■ **Exercise brief**:
Each line containing the word "crate" must be copied from the material below.

■ **Material for this task**:
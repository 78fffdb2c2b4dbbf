//! Organism tag derivation.
//!
//! # Responsibility
//! - Classify a paper's study subject from its keywords and title.
//!
//! # Invariants
//! - Rules are evaluated top to bottom; the first matching rule wins.
//! - Matching is lowercase substring containment; no rule match yields `Other`.

use crate::model::organism::Organism;

/// One first-match-wins classification rule.
#[derive(Debug, Clone, Copy, PartialEq, Eq)]
pub struct OrganismRule {
    /// Lowercase needles; any one of them triggers the rule.
    pub needles: &'static [&'static str],
    pub organism: Organism,
}

/// Ordered classification table.
///
/// Order is the tie-break: a paper mentioning both mice and cells is `Mice`.
pub const ORGANISM_RULES: &[OrganismRule] = &[
    OrganismRule {
        needles: &["mice", "mouse"],
        organism: Organism::Mice,
    },
    OrganismRule {
        needles: &["rat"],
        organism: Organism::Rats,
    },
    OrganismRule {
        needles: &["human"],
        organism: Organism::Humans,
    },
    OrganismRule {
        needles: &["cell"],
        organism: Organism::CellCulture,
    },
    OrganismRule {
        needles: &["plant"],
        organism: Organism::Plants,
    },
    OrganismRule {
        needles: &["bacteria"],
        organism: Organism::Bacteria,
    },
    OrganismRule {
        needles: &["yeast"],
        organism: Organism::Yeast,
    },
    OrganismRule {
        needles: &["worm"],
        organism: Organism::Worms,
    },
    OrganismRule {
        needles: &["fly", "drosophila"],
        organism: Organism::FruitFlies,
    },
];

/// Derives the organism tag for one paper.
///
/// Keywords and title are joined with a space before matching, so a needle
/// never spans the boundary between the two fields.
pub fn derive_organism(keywords: &str, title: &str) -> Organism {
    let text = format!("{keywords} {title}").to_lowercase();
    ORGANISM_RULES
        .iter()
        .find(|rule| rule.needles.iter().any(|needle| text.contains(needle)))
        .map_or(Organism::Other, |rule| rule.organism)
}

#[cfg(test)]
mod tests {
    use super::{derive_organism, ORGANISM_RULES};
    use crate::model::organism::Organism;

    #[test]
    fn first_rule_wins_over_later_matches() {
        assert_eq!(derive_organism("mice, cell culture", "Study"), Organism::Mice);
    }

    #[test]
    fn substring_rules_match_inside_longer_words() {
        // "rat" is a plain substring rule, so "migration" is tagged Rats.
        assert_eq!(derive_organism("cell migration", ""), Organism::Rats);
        assert_eq!(derive_organism("", "Drosophila in orbit"), Organism::FruitFlies);
    }

    #[test]
    fn no_match_falls_back_to_other() {
        assert_eq!(derive_organism("", ""), Organism::Other);
        assert_eq!(derive_organism("microgravity", "Orbital physics"), Organism::Other);
    }

    #[test]
    fn rule_table_covers_every_tag_except_catch_all() {
        assert_eq!(ORGANISM_RULES.len(), Organism::ALL.len() - 1);
        assert!(ORGANISM_RULES
            .iter()
            .all(|rule| rule.organism != Organism::Other));
    }
}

■ **Task response**:
use crate::model::organism::Organism;
    use crate::model::organism::Organism;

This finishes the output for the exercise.